La mediazione dei Dodici continua anche dopo la preghiera e la frazione dei pani. In fondo, possiamo dire in questo anno sacerdotale, proprio i Dodici sono i cinque pani e i due pesci. Il cibo che hanno non è nulla di fronte ai bisogni della gente. Loro stessi - noi stessi dunque non sono nulla davanti al grande numero che li sovrasta. Tuttavia il Pane, come i pesci, basteranno. È la logica del Regno. Non si tratta - dicevamo - di attendere a braccia conserte che il Padre provveda a tutto. Il Regno non è solo la vicinanza del Sovrano a tutti i poveri, vicinanza che raduna e che nutre. Il Regno nutre e valorizza anche la nostra libertà. Ci permette quasi di sentirci protagonisti e artefici del bene che Dio compie per mano nostra. Questa è vera grazia: non semplicemente quella che ti raggiunge, ma quella che ti ritrovi fra le mani da poter distribuire quasi fosse tua, sentendotene pienamente responsabile.

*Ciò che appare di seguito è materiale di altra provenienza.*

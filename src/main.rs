//! signal-profiler
//!
//! Runs the signal-armed debug endpoint for this process until Ctrl-C.
//!
//! ```text
//! $ signal-profiler --address 127.0.0.1:6666 --timeout-secs 60 &
//! $ kill -USR1 $!
//! $ curl http://127.0.0.1:6666/debug/pprof/
//! ```

use std::path::PathBuf;
use std::sync::atomic::{AtomicU64, Ordering};
use std::sync::Arc;

use clap::Parser;
use serde_json::Value;

use signal_profiler::config::{load_config, ProfilerConfig};
use signal_profiler::http::{StandardRoutes, Vars};
use signal_profiler::observability::{logging, metrics};
use signal_profiler::{Hook, Profiler, TriggerSignal};

#[derive(Parser, Debug)]
#[command(name = "signal-profiler", version, about)]
struct Cli {
    /// Config file path (TOML)
    #[arg(short, long)]
    config: Option<PathBuf>,

    /// Signal that arms the endpoint (e.g. SIGUSR1, usr2, 34)
    #[arg(long)]
    signal: Option<TriggerSignal>,

    /// Listen address of the debug endpoint (e.g. :6666)
    #[arg(long)]
    address: Option<String>,

    /// Serving duration and shutdown deadline in seconds
    #[arg(long)]
    timeout_secs: Option<u64>,

    /// Print the resolved configuration and exit
    #[arg(long)]
    dry_run: bool,
}

impl Cli {
    fn resolve(&self) -> Result<ProfilerConfig, Box<dyn std::error::Error>> {
        let mut config = match &self.config {
            Some(path) => load_config(path)?,
            None => ProfilerConfig::default(),
        };

        if let Some(signal) = self.signal {
            config.signal = signal;
        }
        if let Some(address) = &self.address {
            config.address = address.clone();
        }
        if let Some(timeout) = self.timeout_secs {
            config.timeout_secs = timeout;
        }
        Ok(config)
    }
}

/// Logs session boundaries and publishes the session count on `/debug/vars`.
struct SessionLog {
    vars: Vars,
    sessions: AtomicU64,
}

impl Hook for SessionLog {
    fn pre_start(&self) {
        let n = self.sessions.fetch_add(1, Ordering::Relaxed) + 1;
        self.vars.publish("sessions", Value::from(n));
        tracing::info!(session = n, "Debug endpoint session starting");
    }

    fn post_shutdown(&self) {
        tracing::info!(
            session = self.sessions.load(Ordering::Relaxed),
            "Debug endpoint session finished"
        );
    }
}

#[tokio::main]
async fn main() -> Result<(), Box<dyn std::error::Error>> {
    let cli = Cli::parse();
    let config = cli.resolve()?;

    if cli.dry_run {
        print!("{}", toml::to_string_pretty(&config)?);
        return Ok(());
    }

    logging::init(&config.observability.log_level);

    if config.observability.metrics_enabled {
        metrics::init_metrics(config.observability.metrics_address.parse()?)?;
    }

    let routes = StandardRoutes::new();
    let hook = Arc::new(SessionLog {
        vars: routes.vars().clone(),
        sessions: AtomicU64::new(0),
    });

    let profiler = Profiler::builder(config)
        .routes(Arc::new(routes))
        .hook(hook)
        .build()?;

    tracing::info!(
        signal = %profiler.signal(),
        address = %profiler.address(),
        timeout = ?profiler.timeout(),
        pid = std::process::id(),
        "signal-profiler ready"
    );

    profiler.start();

    tokio::signal::ctrl_c().await?;
    tracing::info!("Shutdown signal received");

    profiler.shutdown().await;
    tracing::info!("Shutdown complete");
    Ok(())
}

La grazia del ministero sacerdotale è anche questa. Abbiamo sperimentato la gioia di ricevere in modo immeritato. Abbiamo anche la grazia di dare in modo altrettanto immeritato ciò che non proviene da noi. Possiamo essere le mani di Dio. Nell'ottica del Regno l'uomo non è mai solo mendicante. Gli viene concesso di sperimentare quanto sia divina la possibilità di donare rendendo felice il destinatario del dono, senza essere semplice spettatore dell'azione del Padre. Gesù quasi scompare attraverso l'opera dei Dodici. Il vangelo di Luca, come anche gli altri sinottici, non descrive, a differenza di Giovanni, la reazione di stupore delle folle. Tutti furono perfettamente consapevoli di quanto accadde veramente o non sembrò che fosse proprio l'abilità degli apostoli ad aver provveduto alle necessità di tutti? La grazia discreta del Regno accetta anche di essere dimenticata. Così è l'amore paterno di Dio. L'eucaristia, primizia del Regno e pegno del suo compimento, è il pane ancora oggi posto fra le nostre mani dalla discrezione amorosa di Dio. Nessuno, davanti al sacramento del Corpo e Sangue di Cristo, potrà ridurre il cristianesimo a una serie di parole e teorie. L'esperienza a cui siamo chiamati è l'amore che si fa pane per la nostra fame.